"O julgamento, pelo Tribunal Supremo da Espanha, do juiz Baltasar Garzón, é um exemplo de nossos tempos, nos quais a subversão da lógica e da ética é a mais pavorosa forma de terrorismo. Como no século passado, estamos assistindo aos recados do fascismo, que se reergue, dos subterrâneos da História."
(Mauro Santayana)
Se alguém, ao ler estas notas, lembrar-se de Montesquieu com suas Cartas Persas, e de Tomás Antonio Gonzaga, que nelas se inspirou, para redigir as Cartas Chilenas, estará fazendo a ilação correta. O assunto nos interessa de perto, assim como o texto do barão de La Brède interessava aos mineiros de Vila Rica daquele tempo. O julgamento, pelo Tribunal Supremo da Espanha, do juiz Baltasar Garzón, é um exemplo de nossos tempos, nos quais a subversão da lógica e da ética é a mais pavorosa forma de terrorismo. Como no século passado, estamos assistindo aos recados do fascismo, que se reergue, dos subterrâneos da História, para retomar a mesma sintaxe de sempre, que faz do crime, virtude; e, da dignidade, delito desprezível.

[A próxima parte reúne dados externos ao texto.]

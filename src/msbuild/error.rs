//! Error types for the msbuild module
//!
//! Errors raised while reading, editing or writing project descriptors.

use std::path::PathBuf;
use thiserror::Error;

use crate::identifier::IdentifierError;

/// Main error type for project descriptor operations
#[derive(Error, Debug)]
pub enum ProjectError {
    /// IO errors (reading or persisting the descriptor)
    #[error("IO error: {message}")]
    Io {
        message: String,
        #[source]
        source: std::io::Error,
    },

    /// The descriptor is not well-formed XML
    #[error("XML parsing error in {file:?}: {message}")]
    Xml { file: PathBuf, message: String },

    /// The descriptor does not exist on disk
    #[error("Project not found: {path:?}")]
    NotFound { path: PathBuf },

    /// Save was called on a descriptor that is not bound to a path
    #[error("Project has no path to save to")]
    NoPath,

    /// No property group matches the requested configuration
    #[error("Configuration '{name}' not found")]
    ConfigurationNotFound { name: String },

    /// A GUID-valued property could not be parsed
    #[error("Invalid identifier in project: {source}")]
    InvalidIdentifier {
        #[source]
        source: IdentifierError,
    },
}

/// Result type alias for project operations
pub type ProjectResult<T> = Result<T, ProjectError>;

impl From<std::io::Error> for ProjectError {
    fn from(err: std::io::Error) -> Self {
        ProjectError::Io {
            source: err,
            message: "IO operation failed".to_string(),
        }
    }
}

impl From<IdentifierError> for ProjectError {
    fn from(source: IdentifierError) -> Self {
        ProjectError::InvalidIdentifier { source }
    }
}

/// Helper trait for converting IO errors with context
pub trait IoContext<T> {
    fn with_io_context(self, message: &str) -> ProjectResult<T>;
}

impl<T> IoContext<T> for Result<T, std::io::Error> {
    fn with_io_context(self, message: &str) -> ProjectResult<T> {
        self.map_err(|e| ProjectError::Io {
            message: message.to_string(),
            source: e,
        })
    }
}
pub mod commands;
pub mod logging;
//! Error types for cache storage operations

use std::path::PathBuf;
use thiserror::Error;

/// Errors while setting up the on-disk store
#[derive(Debug, Error)]
pub enum CacheError {
    #[error("failed to create cache directory {path}")]
    CreateDir {
        path: PathBuf,
        #[source]
        source: std::io::Error,
    },
}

No passado, era comum a frase esperançosa de que ainda havia juízes em Berlim. Embora ela viesse de uma obra de ficção, é provável que tenha sido autêntica, porque se referia a Frederico II, cuja preocupação para com a equidade da justiça era conhecida, conforme recomendações a seus ministros. Segundo a obra de François Andrieux (Le meûnier de Sans-Souci) e de Michel Dieulafoy (Le Moulin de Sans-Souci), ambos contemporâneos do grande monarca, essa foi a resposta de um moleiro, vizinho ao castelo famoso, quando o soberano, diante de sua recusa de vender-lhe sua propriedade, ameaçou confiscá-la. O humilde moleiro – talvez confiado na própria conduta habitual de Frederico II, disse-lhe que isso não seria possível, porque ainda havia juízes em Berlim. Havia juízes em Berlim e ainda os há, aqui e ali, mas quando homens como Garzón são submetidos a julgamento – e pelas razões alegadas pelos seus contendores – é de se perguntar se, em alguns lugares, ainda os há. Em alguns lugares, como em Washington, em que a Suprema Corte de vez em quando espanta os cidadãos, com suas decisões. E em outros lugares.

Trata-se do famoso caso Gurtel, um entre muitos outros, na Espanha de hoje, em que a presença do franquismo e da Opus dei continua firme. Um grupo de empresários da comunicação e eventos, chefiados por Francisco Correa, intermediava contratos de toda natureza com os governos autônomos e municípios, chefiados pelos homens do Partido Popular, quando este estava à frente do governo nacional, e que agora retornou ao poder. O grupo corrompia as autoridades, com presentes, viagens e, sendo necessário, dinheiro vivo ou depositado na velha Suíça, em nome de políticos e seus laranjas. O dinheiro vinha das empresas candidatas aos bons negócios com o Estado, que “superfaturavam” os contratos.

Na segunda metade dos setecentos ainda havia juizes em Berlim, de acordo com o modesto moleiro de Potsdam. Resta saber se ainda os há em Madri. E em outros lugares.
*Mauro Santayana é colunista político do Jornal do Brasil, diário de que foi correspondente na Europa (1968 a 1973). Foi redator-secretário da Ultima Hora (1959), e trabalhou nos principais jornais brasileiros, entre eles, a Folha de S. Paulo (1976-82), de que foi colunista político e correspondente na Península Ibérica e na África do Norte.